[The problem] What you give back should match the entries below character for character.

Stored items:
********************

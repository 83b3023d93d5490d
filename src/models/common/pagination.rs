use serde::{Deserialize, Serialize};
use ts_rs::TS;

// 分页查询参数
#[derive(Debug, Clone, Deserialize, TS)]
#[ts(export, export_to = "../frontend/src/types/generated/pagination.ts")]
pub struct PaginationQuery {
    #[serde(
        default = "default_page",
        deserialize_with = "deserialize_string_to_i64"
    )]
    pub page: i64,
    #[serde(
        default = "default_size",
        deserialize_with = "deserialize_string_to_i64"
    )]
    pub size: i64,
}

// 分页响应信息
#[derive(Debug, Clone, Serialize, Deserialize, TS)]
#[ts(export, export_to = "../frontend/src/types/generated/pagination.ts")]
pub struct PaginationInfo {
    pub page: i64,
    pub page_size: i64,
    pub total: i64,
    pub total_pages: i64,
}

// 分页列表响应
#[derive(Debug, Clone, Serialize, Deserialize, TS)]
#[ts(export, export_to = "../frontend/src/types/generated/pagination.ts")]
pub struct PaginatedResponse<T: TS> {
    pub items: Vec<T>,
    pub pagination: PaginationInfo,
}

// 自定义反序列化函数，支持字符串到i64的转换
fn deserialize_string_to_i64<'de, D>(deserializer: D) -> Result<i64, D::Error>
where
    D: serde::Deserializer<'de>,
{
    use serde::de::{Error, Unexpected, Visitor};
    use std::fmt;

    struct I64Visitor;

    impl<'de> Visitor<'de> for I64Visitor {
        type Value = i64;

        fn expecting(&self, formatter: &mut fmt::Formatter) -> fmt::Result {
            formatter.write_str("an integer or a string containing an integer")
        }

        fn visit_i64<E>(self, value: i64) -> Result<Self::Value, E>
        where
            E: Error,
        {
            Ok(value)
        }

        fn visit_u64<E>(self, value: u64) -> Result<Self::Value, E>
        where
            E: Error,
        {
            if value <= i64::MAX as u64 {
                Ok(value as i64)
            } else {
                Err(Error::invalid_value(Unexpected::Unsigned(value), &self))
            }
        }

        fn visit_str<E>(self, value: &str) -> Result<Self::Value, E>
        where
            E: Error,
        {
            value
                .parse()
                .map_err(|_| Error::invalid_value(Unexpected::Str(value), &self))
        }
    }

    deserializer.deserialize_any(I64Visitor)
}

fn default_page() -> i64 {
    1
}

fn default_size() -> i64 {
    10
}

impl Default for PaginationQuery {
    fn default() -> Self {
        Self { page: 1, size: 10 }
    }
}
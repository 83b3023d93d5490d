pub mod auth;

pub mod users;

pub mod departments;

pub mod terms;

pub mod courses;

pub mod offerings;

pub mod enrollments;

pub mod students;

pub mod teachers;

pub mod assignments;

pub mod attendance;

pub mod dashboard;

pub use assignments::configure_assignment_routes;
pub use attendance::configure_attendance_routes;
pub use auth::configure_auth_routes;
pub use courses::configure_course_routes;
pub use dashboard::configure_dashboard_routes;
pub use departments::configure_department_routes;
pub use enrollments::configure_enrollment_routes;
pub use offerings::configure_offering_routes;
pub use students::configure_student_routes;
pub use teachers::configure_teacher_routes;
pub use terms::configure_term_routes;
pub use users::configure_user_routes;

********************

[Solution]
repository 83b3023d93d5490d
filename src/models/common/pagination.rs
use serde::{Deserialize, Serialize};
use ts_rs::TS;

// 分页查询参数
#[derive(Debug, Clone, Deserialize, TS)]
#[ts(export, export_to = "../frontend/src/types/generated/pagination.ts")]
pub struct PaginationQuery {
    #[serde(
        default = "default_page",
        deserialize_with = "deserialize_string_to_i64"
    )]
    pub page: i64,
    #[serde(
        default = "default_size",
        deserialize_with = "deserialize_string_to_i64"
    )]
    pub size: i64,
}

// 分页响应信息
#[derive(Debug, Clone, Serialize, Deserialize, TS)]
#[ts(export, export_to = "../frontend/src/types/generated/pagination.ts")]
pub struct PaginationInfo {
    pub page: i64,
    pub page_size: i64,
    pub total: i64,
    pub total_pages: i64,
}

// 分页列表响应
#[derive(Debug, Clone, Serialize, Deserialize, TS)]
#[ts(export, export_to = "../frontend/src/types/generated/pagination.ts")]
pub struct PaginatedResponse<T: TS> {
    pub items: Vec<T>,
    pub pagination: PaginationInfo,
}

// 自定义反序列化函数，支持字符串到i64的转换
fn deserialize_string_to_i64<'de, D>(deserializer: D) -> Result<i64, D::Error>
where
    D: serde::Deserializer<'de>,
{
    use serde::de::{Error, Unexpected, Visitor};
    use std::fmt;

    struct I64Visitor;

    impl<'de> Visitor<'de> for I64Visitor {
        type Value = i64;

        fn expecting(&self, formatter: &mut fmt::Formatter) -> fmt::Result {
            formatter.write_str("an integer or a string containing an integer")
        }

        fn visit_i64<E>(self, value: i64) -> Result<Self::Value, E>
        where
            E: Error,
        {
            Ok(value)
        }

        fn visit_u64<E>(self, value: u64) -> Result<Self::Value, E>
        where
            E: Error,
        {
            if value <= i64::MAX as u64 {
                Ok(value as i64)
            } else {
                Err(Error::invalid_value(Unexpected::Unsigned(value), &self))
            }
        }

        fn visit_str<E>(self, value: &str) -> Result<Self::Value, E>
        where
            E: Error,
        {
            value
                .parse()
                .map_err(|_| Error::invalid_value(Unexpected::Str(value), &self))
        }
    }

    deserializer.deserialize_any(I64Visitor)
}

fn default_page() -> i64 {
    1
}

fn default_size() -> i64 {
    10
}

impl Default for PaginationQuery {
    fn default() -> Self {
        Self { page: 1, size: 10 }
    }
}
repository 83b3023d93d5490d
pub mod auth;

pub mod users;

pub mod departments;

pub mod terms;

pub mod courses;

pub mod offerings;

pub mod enrollments;

pub mod students;

pub mod teachers;

pub mod assignments;

pub mod attendance;

pub mod dashboard;

pub use assignments::configure_assignment_routes;
pub use attendance::configure_attendance_routes;
pub use auth::configure_auth_routes;
pub use courses::configure_course_routes;
pub use dashboard::configure_dashboard_routes;
pub use departments::configure_department_routes;
pub use enrollments::configure_enrollment_routes;
pub use offerings::configure_offering_routes;
pub use students::configure_student_routes;
pub use teachers::configure_teacher_routes;
pub use terms::configure_term_routes;
pub use users::configure_user_routes;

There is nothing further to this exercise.